Os três dias que abalaram a Europa

António Rodrigues de Assunção

Os acontecimentos que tiveram lugar na Europa nos dias 14, 15 e 16 deste mês, na reunião da NATO em Bruxelas e na Conferência de Segurança de Munique, com a presença de uma delegação da Administração norte-americana chefiada pelo vice-presidente Vance, foram de tal modo afirmativos e assertivos, que não deixaram qualquer dúvida nos protagonistas europeus acerca do que espera o futuro próximo do Continente Europeu e, em especial, a União Europeia.

Digamos por palavras simples e directas o que se pode depreender das declarações e discursos dos responsáveis norte-americanos: os Estados Unidos da América preparam-se claramente para pôr um ponto final, num prazo mais ou menos curto, na Aliança Transatlântica, que dura desde o final da Segunda Grande Guerra, no plano não só político mas também – e sobretudo – no plano militar. Quem não esteve atento aos discursos de Bruxelas e de Munique ou lido os respectivos resumos na imprensa, só pode ter motivos para agora ficar surpreendido. Mas, manda a verdade que se diga que nada foi dito pelos norte-americanos que nos tenha apanhado de surpresa. Já durante a campanha eleitoral, Donald Trump apontara as linhas gerais de qual seria a sua doutrina e a sua política, seja esta elaborada por si e pelos seus conselheiros ou pela famosa “Heritage Foundation”.

Do status quo transatlântico que sustentou a chamada “Ordem Mundial”, saída do fim da 2.ª Grande Guerra, não ficou, em Munique e em Bruxelas, pedra sobre pedra.
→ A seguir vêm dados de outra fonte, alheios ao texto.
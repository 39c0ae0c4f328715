//! Configuration validation.
//!
//! # Responsibilities
//! - Semantic validation (serde handles syntactic)
//! - Validate value ranges (timeouts > 0, address parses)
//!
//! # Design Decisions
//! - Returns all validation errors, not just first
//! - Validation is pure function: ServiceConfig → Result<(), Vec<ValidationError>>
//! - Runs before config is accepted into the system

use std::net::SocketAddr;

use thiserror::Error;

use crate::config::schema::ServiceConfig;

const LOG_LEVELS: [&str; 5] = ["trace", "debug", "info", "warn", "error"];

/// A single semantic problem in the configuration.
#[derive(Debug, Clone, PartialEq, Eq, Error)]
pub enum ValidationError {
    #[error("invalid bind address '{0}'")]
    BindAddress(String),

    #[error("{0} must be greater than zero")]
    ZeroTimeout(&'static str),

    #[error("calculator timeout ({calculator}s) exceeds request timeout ({request}s)")]
    TimeoutOrder { calculator: u64, request: u64 },

    #[error("unknown log level '{0}'")]
    LogLevel(String),

    #[error("{0} must not be empty")]
    Empty(&'static str),
}

/// Check a configuration for semantic errors.
pub fn validate_config(config: &ServiceConfig) -> Result<(), Vec<ValidationError>> {
    let mut errors = Vec::new();

    if config.listener.bind_address.parse::<SocketAddr>().is_err() {
        errors.push(ValidationError::BindAddress(
            config.listener.bind_address.clone(),
        ));
    }

    if config.calculator.timeout_secs == 0 {
        errors.push(ValidationError::ZeroTimeout("calculator.timeout_secs"));
    }
    if config.timeouts.request_secs == 0 {
        errors.push(ValidationError::ZeroTimeout("timeouts.request_secs"));
    }
    if config.calculator.timeout_secs > config.timeouts.request_secs {
        errors.push(ValidationError::TimeoutOrder {
            calculator: config.calculator.timeout_secs,
            request: config.timeouts.request_secs,
        });
    }

    let observability = &config.observability;
    if !LOG_LEVELS.contains(&observability.log_level.as_str()) {
        errors.push(ValidationError::LogLevel(observability.log_level.clone()));
    }
    if observability.service_name.trim().is_empty() {
        errors.push(ValidationError::Empty("observability.service_name"));
    }
    if observability.metrics_dir.as_os_str().is_empty() {
        errors.push(ValidationError::Empty("observability.metrics_dir"));
    }

    if errors.is_empty() {
        Ok(())
    } else {
        Err(errors)
    }
}
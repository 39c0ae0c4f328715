//! Configuration management subsystem.
//!
//! # Data Flow
//! ```text
//! config file (TOML, optional)
//!     → loader.rs (parse & deserialize)
//!     → schema.rs (environment toggle overlay)
//!     → validation.rs (semantic checks)
//!     → ServiceConfig (validated, immutable)
//!     → handed to subsystems at startup
//! ```
//!
//! # Design Decisions
//! - Config is read once at startup; there is no hot reload
//! - All fields have defaults to allow minimal configs
//! - Feature toggles come from the environment, matching the deployment scripts

pub mod loader;
pub mod schema;
pub mod validation;

pub use loader::{load_config, resolve_config, ConfigError};
pub use schema::{
    CalculatorConfig, ListenerConfig, LogFormat, ObservabilityConfig, ServiceConfig,
    TimeoutConfig,
};
pub use validation::{validate_config, ValidationError};
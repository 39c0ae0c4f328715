//! Prometheus text exposition of a merged snapshot.
//!
//! The snapshot is handed to a [`Collector`] registered on a scrape-local
//! [`Registry`], so encoding, escaping and family ordering are the
//! `prometheus` crate's.

use std::collections::HashMap;

use prometheus::core::{Collector, Desc};
use prometheus::proto::{self, LabelPair, Metric, MetricFamily, MetricType};
use prometheus::{Encoder, Registry, TextEncoder};

use super::series::{MetricsSnapshot, SeriesKey, SeriesValue};
use super::{descriptor, MetricKind, DESCRIPTORS};

pub const CONTENT_TYPE: &str = prometheus::TEXT_FORMAT;

/// Serves every series of a snapshot as metric families.
pub struct SnapshotCollector {
    descs: Vec<Desc>,
    snapshot: MetricsSnapshot,
}

impl SnapshotCollector {
    pub fn new(snapshot: MetricsSnapshot) -> prometheus::Result<Self> {
        let descs = DESCRIPTORS
            .iter()
            .map(|d| {
                Desc::new(
                    d.name.to_string(),
                    d.help.to_string(),
                    d.labels.iter().map(|l| l.to_string()).collect(),
                    HashMap::new(),
                )
            })
            .collect::<prometheus::Result<Vec<_>>>()?;
        Ok(Self { descs, snapshot })
    }
}

impl Collector for SnapshotCollector {
    fn desc(&self) -> Vec<&Desc> {
        self.descs.iter().collect()
    }

    fn collect(&self) -> Vec<MetricFamily> {
        let mut families: Vec<MetricFamily> = Vec::new();

        // BTreeMap order keeps all series of one name together.
        for (key, value) in &self.snapshot.series {
            let kind = metric_type(value);
            let same_family = families
                .last()
                .is_some_and(|f| f.get_name() == key.name);
            if !same_family {
                families.push(family(&key.name, kind));
            }
            let Some(current) = families.last_mut() else {
                continue;
            };
            if current.get_field_type() != kind {
                tracing::debug!(metric = %key.name, "Series kind differs from its family, skipped");
                continue;
            }
            current.mut_metric().push(metric(key, value));
        }
        families
    }
}

/// Encode a snapshot in the Prometheus text format.
pub fn render(snapshot: MetricsSnapshot) -> prometheus::Result<Vec<u8>> {
    let registry = Registry::new();
    registry.register(Box::new(SnapshotCollector::new(snapshot)?))?;

    let mut buffer = Vec::new();
    TextEncoder::new().encode(&registry.gather(), &mut buffer)?;
    Ok(buffer)
}

fn metric_type(value: &SeriesValue) -> MetricType {
    match value {
        SeriesValue::Counter { .. } => MetricType::COUNTER,
        SeriesValue::Histogram { .. } => MetricType::HISTOGRAM,
        SeriesValue::Summary { .. } => MetricType::SUMMARY,
    }
}

fn family(name: &str, kind: MetricType) -> MetricFamily {
    let declared = descriptor(name);
    let help = declared.map(|d| d.help).unwrap_or(name);
    if let Some(d) = declared {
        let expected = match d.kind {
            MetricKind::Counter => MetricType::COUNTER,
            MetricKind::Histogram(_) => MetricType::HISTOGRAM,
            MetricKind::Summary => MetricType::SUMMARY,
        };
        if expected != kind {
            tracing::warn!(metric = name, "Stored series kind differs from its declaration");
        }
    }

    let mut family = MetricFamily::default();
    family.set_name(name.to_string());
    family.set_help(help.to_string());
    family.set_field_type(kind);
    family
}

fn metric(key: &SeriesKey, value: &SeriesValue) -> Metric {
    let mut metric = Metric::default();
    for (name, label_value) in &key.labels {
        let mut pair = LabelPair::default();
        pair.set_name(name.clone());
        pair.set_value(label_value.clone());
        metric.mut_label().push(pair);
    }

    match value {
        SeriesValue::Counter { value } => {
            let mut counter = proto::Counter::default();
            counter.set_value(*value as f64);
            metric.set_counter(counter);
        }
        SeriesValue::Histogram {
            buckets,
            sum,
            count,
        } => {
            // Stored counts are per bucket; exposition wants them cumulative.
            let mut histogram = proto::Histogram::default();
            let mut cumulative = 0;
            for (bound, n) in buckets {
                cumulative += n;
                let mut bucket = proto::Bucket::default();
                bucket.set_upper_bound(*bound);
                bucket.set_cumulative_count(cumulative);
                histogram.mut_bucket().push(bucket);
            }
            histogram.set_sample_sum(*sum);
            histogram.set_sample_count(*count);
            metric.set_histogram(histogram);
        }
        SeriesValue::Summary { sum, count } => {
            // No quantiles: they cannot be merged across processes.
            let mut summary = proto::Summary::default();
            summary.set_sample_sum(*sum);
            summary.set_sample_count(*count);
            metric.set_summary(summary);
        }
    }
    metric
}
Tão pouco os responsáveis enviados de Trump deixaram de indicar cruamente ao que vinham e disseram-no de forma clara e, mais do que isso, por vezes com arrogância e falando grosso. Os europeus, asseveraram os americanos, não vão mais contar com a ajuda norte-americana, terão de ser eles, os europeus, a tratar dos seus assuntos, no que respeita, principalmente, à sua Defesa. A NATO, disseram-no de forma implícita, mas não deixando margem para dúvidas, vai colapsar com o fim do seu Artigo 5.º, que consagra, desde 1949, o princípio da solidariedade dos seus membros. Um artigo que define a essência funcional da Aliança. Suprimido este, soçobra a Aliança. Tal significa que cabe agora à Europa estudar, pensar e montar as suas forças de defesa. Foi aliás o que disse Zelenski, em Munique, ao realçar que a Europa vai ter de criar o seu próprio exército. Que ninguém pense ou diga que se defende aqui qualquer militarismo. Trata-se de a Europa, se for necessário, se defender. O seu escopo será sempre a Paz.
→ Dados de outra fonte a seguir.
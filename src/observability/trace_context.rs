//! Trace context resolution and propagation.
//!
//! # Responsibilities
//! - Extract trace identity from incoming requests
//! - Generate a fresh span for every request handled here
//! - Decorate responses so callers can correlate whatever scheme they sent
//!
//! # Resolution Order
//! First scheme whose header is present *and* well formed wins:
//! 1. W3C `traceparent`
//! 2. Jaeger `uber-trace-id`
//! 3. B3 `X-B3-TraceId` / `X-B3-SpanId`
//! 4. `X-Trace-Id` / `X-Span-Id`
//! 5. Fresh trace id, parent `unset`
//!
//! A malformed header falls through to the next scheme instead of forcing a
//! fresh trace. `http::HeaderMap` normalizes names, so every lookup is
//! case-insensitive.

use std::fmt;
use std::sync::LazyLock;

use axum::http::{HeaderMap, HeaderName, HeaderValue};
use rand::Rng;
use regex::Regex;
use serde::Serialize;

/// Sentinel for a missing parent span.
pub const UNSET: &str = "unset";

pub const TRACEPARENT: &str = "traceparent";
pub const UBER_TRACE_ID: &str = "uber-trace-id";
pub const X_B3_TRACE_ID: &str = "x-b3-traceid";
pub const X_B3_SPAN_ID: &str = "x-b3-spanid";
pub const X_TRACE_ID: &str = "x-trace-id";
pub const X_SPAN_ID: &str = "x-span-id";
pub const X_PARENT_SPAN_ID: &str = "x-parent-span-id";

static TRACEPARENT_PATTERN: LazyLock<Regex> = LazyLock::new(|| {
    Regex::new(r"^00-([0-9a-f]{32})-([0-9a-f]{16})-[0-9a-f]{2}").expect("static pattern")
});

/// The header convention a trace identity was taken from.
#[derive(Debug, Clone, Copy, PartialEq, Eq)]
pub enum TraceScheme {
    W3c,
    Jaeger,
    B3,
    Vendor,
    Generated,
}

impl TraceScheme {
    pub fn as_str(&self) -> &'static str {
        match self {
            TraceScheme::W3c => "w3c",
            TraceScheme::Jaeger => "jaeger",
            TraceScheme::B3 => "b3",
            TraceScheme::Vendor => "vendor",
            TraceScheme::Generated => "generated",
        }
    }
}

impl fmt::Display for TraceScheme {
    fn fmt(&self, f: &mut fmt::Formatter<'_>) -> fmt::Result {
        f.write_str(self.as_str())
    }
}

/// A request's position in a distributed trace.
///
/// Immutable once resolved. `span_id` always identifies work done by this
/// service and is never taken from an inbound header.
#[derive(Debug, Clone, PartialEq, Eq, Serialize)]
pub struct TraceContext {
    trace_id: String,
    span_id: String,
    parent_span_id: String,
}

impl TraceContext {
    /// Start a new trace with no parent.
    pub fn new_root() -> Self {
        Self {
            trace_id: generate_trace_id(),
            span_id: generate_span_id(),
            parent_span_id: UNSET.to_string(),
        }
    }

    /// Continue an existing trace as a new span.
    ///
    /// An empty parent becomes [`UNSET`].
    pub fn child_of(trace_id: impl Into<String>, parent_span_id: Option<&str>) -> Self {
        let parent_span_id = match parent_span_id.map(str::trim) {
            Some(parent) if !parent.is_empty() => parent.to_string(),
            _ => UNSET.to_string(),
        };

        Self {
            trace_id: trace_id.into(),
            span_id: generate_span_id(),
            parent_span_id,
        }
    }

    pub fn trace_id(&self) -> &str {
        &self.trace_id
    }

    pub fn span_id(&self) -> &str {
        &self.span_id
    }

    pub fn parent_span_id(&self) -> &str {
        &self.parent_span_id
    }

    /// Whether the caller supplied a parent span.
    pub fn has_parent(&self) -> bool {
        self.parent_span_id != UNSET
    }

    /// Render as a W3C `traceparent` value (`00-<trace>-<span>-01`).
    ///
    /// Hex trace ids shorter than 32 characters (64-bit Jaeger and B3 ids)
    /// are left-padded with zeros.
    pub fn to_traceparent(&self) -> String {
        let trace_id = if self.trace_id.len() < 32 && is_lower_hex(&self.trace_id) {
            format!("{:0>32}", self.trace_id)
        } else {
            self.trace_id.clone()
        };
        format!("00-{}-{}-01", trace_id, self.span_id)
    }

    /// Attach `traceparent`, `X-Trace-Id`, `X-Span-Id` and, when a parent
    /// exists, `X-Parent-Span-Id`.
    ///
    /// Values that cannot be encoded as header values are skipped.
    pub fn apply_to(&self, headers: &mut HeaderMap) {
        set_header(headers, TRACEPARENT, &self.to_traceparent());
        set_header(headers, X_TRACE_ID, &self.trace_id);
        set_header(headers, X_SPAN_ID, &self.span_id);
        if self.has_parent() {
            set_header(headers, X_PARENT_SPAN_ID, &self.parent_span_id);
        } else {
            headers.remove(X_PARENT_SPAN_ID);
        }
    }

    /// Environment variables handed to downstream processes.
    pub fn env_vars(&self) -> [(&'static str, &str); 3] {
        [
            ("TRACE_ID", self.trace_id.as_str()),
            ("SPAN_ID", self.span_id.as_str()),
            ("PARENT_SPAN_ID", self.parent_span_id.as_str()),
        ]
    }
}

/// Resolve the trace context of an inbound request.
pub fn resolve(headers: &HeaderMap) -> TraceContext {
    resolve_with_scheme(headers).0
}

/// Like [`resolve`], also reporting which scheme matched.
pub fn resolve_with_scheme(headers: &HeaderMap) -> (TraceContext, TraceScheme) {
    let (context, scheme) = from_traceparent(headers)
        .map(|c| (c, TraceScheme::W3c))
        .or_else(|| from_jaeger(headers).map(|c| (c, TraceScheme::Jaeger)))
        .or_else(|| from_pair(headers, X_B3_TRACE_ID, X_B3_SPAN_ID).map(|c| (c, TraceScheme::B3)))
        .or_else(|| from_pair(headers, X_TRACE_ID, X_SPAN_ID).map(|c| (c, TraceScheme::Vendor)))
        .unwrap_or_else(|| (TraceContext::new_root(), TraceScheme::Generated));

    tracing::debug!(
        scheme = %scheme,
        trace_id = %context.trace_id,
        span_id = %context.span_id,
        parent_span_id = %context.parent_span_id,
        "Trace context resolved"
    );

    (context, scheme)
}

fn header<'a>(headers: &'a HeaderMap, name: &str) -> Option<&'a str> {
    headers
        .get(name)
        .and_then(|v| v.to_str().ok())
        .map(str::trim)
        .filter(|v| !v.is_empty())
}

fn from_traceparent(headers: &HeaderMap) -> Option<TraceContext> {
    let value = header(headers, TRACEPARENT)?;
    let captures = TRACEPARENT_PATTERN.captures(value)?;
    let trace_id = captures.get(1)?.as_str();
    let parent = captures.get(2).map(|m| m.as_str());
    Some(TraceContext::child_of(trace_id, parent))
}

fn from_jaeger(headers: &HeaderMap) -> Option<TraceContext> {
    let value = header(headers, UBER_TRACE_ID)?;
    let mut parts = value.split(':');
    let trace_id = parts.next().filter(|t| !t.is_empty())?;
    let parent = parts.next()?;
    Some(TraceContext::child_of(trace_id, Some(parent)))
}

fn from_pair(headers: &HeaderMap, trace_header: &str, span_header: &str) -> Option<TraceContext> {
    let trace_id = header(headers, trace_header)?;
    Some(TraceContext::child_of(trace_id, header(headers, span_header)))
}

fn set_header(headers: &mut HeaderMap, name: &'static str, value: &str) {
    if let Ok(value) = HeaderValue::from_str(value) {
        headers.insert(HeaderName::from_static(name), value);
    }
}

fn is_lower_hex(value: &str) -> bool {
    !value.is_empty() && value.bytes().all(|b| matches!(b, b'0'..=b'9' | b'a'..=b'f'))
}

/// 128 random bits as 32 lowercase hex characters, never all zero.
fn generate_trace_id() -> String {
    let mut rng = rand::thread_rng();
    loop {
        let id: u128 = rng.gen();
        if id != 0 {
            return format!("{:032x}", id);
        }
    }
}

/// 64 random bits as 16 lowercase hex characters, never all zero.
fn generate_span_id() -> String {
    let mut rng = rand::thread_rng();
    loop {
        let id: u64 = rng.gen();
        if id != 0 {
            return format!("{:016x}", id);
        }
    }
}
Dito isto de forma resumida, é tempo de afirmar que o futuro está às portas da Europa. Pronto para o enfrentarmos. Seja-me permitido afirmar aqui, recorrendo a Kant e à sua eterna definição do que é o Iluminismo, que se perfila perante a Europa a necessidade vital e histórica de, como um todo civilizacional e cultural que sem dúvida ela é, de sair da sua menoridade política e geopolítica de que ela própria, a Europa, é culpada. Culpada, sim, da sua falta de cuidado em tratar de si própria, sempre abrigando-se sob o guarda-chuva americano, em vez de rumar à sua autonomia estratégica,  definindo o seu lugar e o seu papel no Mundo, em cooperação e não em competição agressiva com todos os povos, e inspirando-se, naturalmente, na riqueza da sua diversidade cultural e nos valores mais profundos da sua Civilização, incluindo os valores universais do Cristianismo, onde imperaram os vários Renascimentos, desde o Carolíngio; nos contactos com todos os povos do globo – é certo que manchados profundamente pelo tráfico de escravos e pelo colonialismo – na Revolução Científica dos séculos XVI, XVII e XVIII, no seu rico pensamento filosófico, enfim na sua grandiosidade nos diversos domínios da criação artística. É a “Princesa Europa” que espera por nós, construtores do seu futuro.

Os desafios, os problemas e os obstáculos a vencer são enormes. Destes, eu destacaria dois: um externo, que nos ameaça existencialmente – a Rússia, como outrora a União Soviética; e outro interno, o das forças populistas da Direita Radical e da Extrema Direita. A primeira ameaça, teremos de a enfrentar com a criação de uma verdadeira Política de Defesa e de Segurança, que solidarize e associe todos os países e povos da Europa que nela queiram participar.  Já o combate às forças inimigas da Democracia, teremos de o fazer com a defesa dos valores do Humanismo, do Estado de Direito e da Solidariedade. Urge que todos e principalmente os partidos democráticos, em Portugal e em todos os países europeus, encontrem as formas mais sensatas, firmes e politicamente mais eficazes de combater essas forças que trazem no bojo as sementes de uma nova barbárie.